What Is Pseudomembranous Colitis?: Pseudomembranous Colitis Antibiotics

Pseudomembranous colitis (PMC), sometimes informally referred to as Pseudomas colitis, is a severe inflammation of the inner lining of the large intestine (colon) that most commonly occurs due to infection with the bacterium Clostridioides difficile (C. diff). The condition gets its name from the pseudomembranes, which are yellowish-white plaques that develop on the surface of the colon during the disease.[1]

In simple terms, it is a serious inflammation of the inner lining of the large intestine (the colon). When the colon becomes severely inflamed, the immune system responds by sending large numbers of white blood cells to fight the infection. This process produces patches of plaque-like material of yellowish-white color on the colon wall.

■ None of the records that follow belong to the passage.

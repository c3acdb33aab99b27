//! Clone and codec errors

use std::fmt::{self, Display, Formatter};

/// Bounded resource that a clone operation can run out of
#[derive(Debug, Clone, Copy, PartialEq, Eq, Hash)]
pub enum Resource {
    /// Distinct composite nodes visited
    Nodes,

    /// Nesting depth of the traversal
    Depth,
}

impl Display for Resource {
    fn fmt(&self, f: &mut Formatter<'_>) -> fmt::Result {
        match self {
            Self::Nodes => f.write_str("node"),
            Self::Depth => f.write_str("depth"),
        }
    }
}

/// Failure of a single clone call
///
/// Errors are local to the call that raised them: the source graph is never
/// modified and no partially built clone escapes.
#[derive(Debug, Clone, PartialEq, Eq, thiserror::Error)]
pub enum CloneError {
    /// A field holds a value with no cloning rule
    #[error("unsupported field type {type_name} at '{path}'")]
    UnsupportedFieldType {
        /// Dotted path of the offending value
        path: String,

        /// Rust type name of the host resource
        type_name: String,
    },

    /// The graph exceeded a configured ceiling
    #[error("{resource} limit of {limit} exceeded")]
    ResourceExhausted {
        /// Which ceiling was hit
        resource: Resource,

        /// Configured ceiling
        limit: usize,
    },

    /// The codec failed to encode the value
    #[error("{codec} encode failed: {message}")]
    EncodeError {
        /// Name of the codec
        codec: &'static str,

        /// Codec diagnostic
        message: String,
    },

    /// The codec failed to decode its own output
    #[error("{codec} decode failed: {message}")]
    DecodeError {
        /// Name of the codec
        codec: &'static str,

        /// Codec diagnostic
        message: String,
    },

    /// The codec met a cycle it has no representation for
    #[error("{codec} cannot represent the cycle closing at '{path}'")]
    CyclicStructureUnsupported {
        /// Name of the codec
        codec: &'static str,

        /// Dotted path of the offending value
        path: String,
    },
}

impl CloneError {
    /// Attach the codec name to a codec failure
    #[must_use]
    pub fn from_codec(codec: &'static str, err: CodecError) -> Self {
        match err {
            CodecError::Encode(message) => Self::EncodeError { codec, message },
            CodecError::Decode(message) => Self::DecodeError { codec, message },
            CodecError::CyclicStructure { path } => Self::CyclicStructureUnsupported { codec, path },
            CodecError::ResourceExhausted { resource, limit } => {
                Self::ResourceExhausted { resource, limit }
            }
        }
    }

    /// Whether the failure came from the codec round trip
    #[inline]
    #[must_use]
    pub fn is_codec_error(&self) -> bool {
        matches!(
            self,
            Self::EncodeError { .. } | Self::DecodeError { .. } | Self::CyclicStructureUnsupported { .. }
        )
    }
}

/// Failure reported by a [`Codec`](crate::Codec)
#[derive(Debug, Clone, PartialEq, Eq, thiserror::Error)]
pub enum CodecError {
    /// Value could not be encoded
    #[error("encode failed: {0}")]
    Encode(String),

    /// Bytes could not be decoded
    #[error("decode failed: {0}")]
    Decode(String),

    /// Encoding reached a node already on the current path
    #[error("cycle closes at '{path}'")]
    CyclicStructure {
        /// Dotted path of the offending value
        path: String,
    },

    /// Encoding exceeded a configured ceiling
    #[error("{resource} limit of {limit} exceeded")]
    ResourceExhausted {
        /// Which ceiling was hit
        resource: Resource,

        /// Configured ceiling
        limit: usize,
    },
}

/// Invalid clone or registry configuration
#[derive(Debug, thiserror::Error)]
pub enum ConfigError {
    /// TOML could not be parsed into the config type
    #[error("invalid configuration: {0}")]
    Parse(#[from] toml::de::Error),

    /// A value parsed but is out of range
    #[error("invalid value for {field}: {reason}")]
    Invalid {
        /// Configuration key
        field: &'static str,

        /// Why the value was rejected
        reason: String,
    },
}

These patches are the pseudomembranes. They consist of fibrin (a clotting protein), mucus, dead epithelial cells, bacteria, and inflammatory immune cells. They are not actual membranes produced by the body, which is why they are called pseudo (false) membranes.

The condition can range from mild to life-threatening. In severe cases, it may lead to complications such as toxic megacolon, bowel perforation, sepsis, or dangerously low blood pressure.

Clostridium Difficile and Pseudomembranous Colitis: The Primary Relationship

Clostridioides difficile (also known as C. diff), a bacterium, is the cause of the vast majority of cases of pseudomembranous colitis.[2]

C. diff is a gram-positive, spore-forming anaerobic bacterium. Spores are essentially a resistant and dormant variant of bacteria. They are able to survive on the surface, soil, animal feces, and unwashed hands over remarkably long periods of time. Once they get into the digestive tract, they start working once again and may lead to a severe infection.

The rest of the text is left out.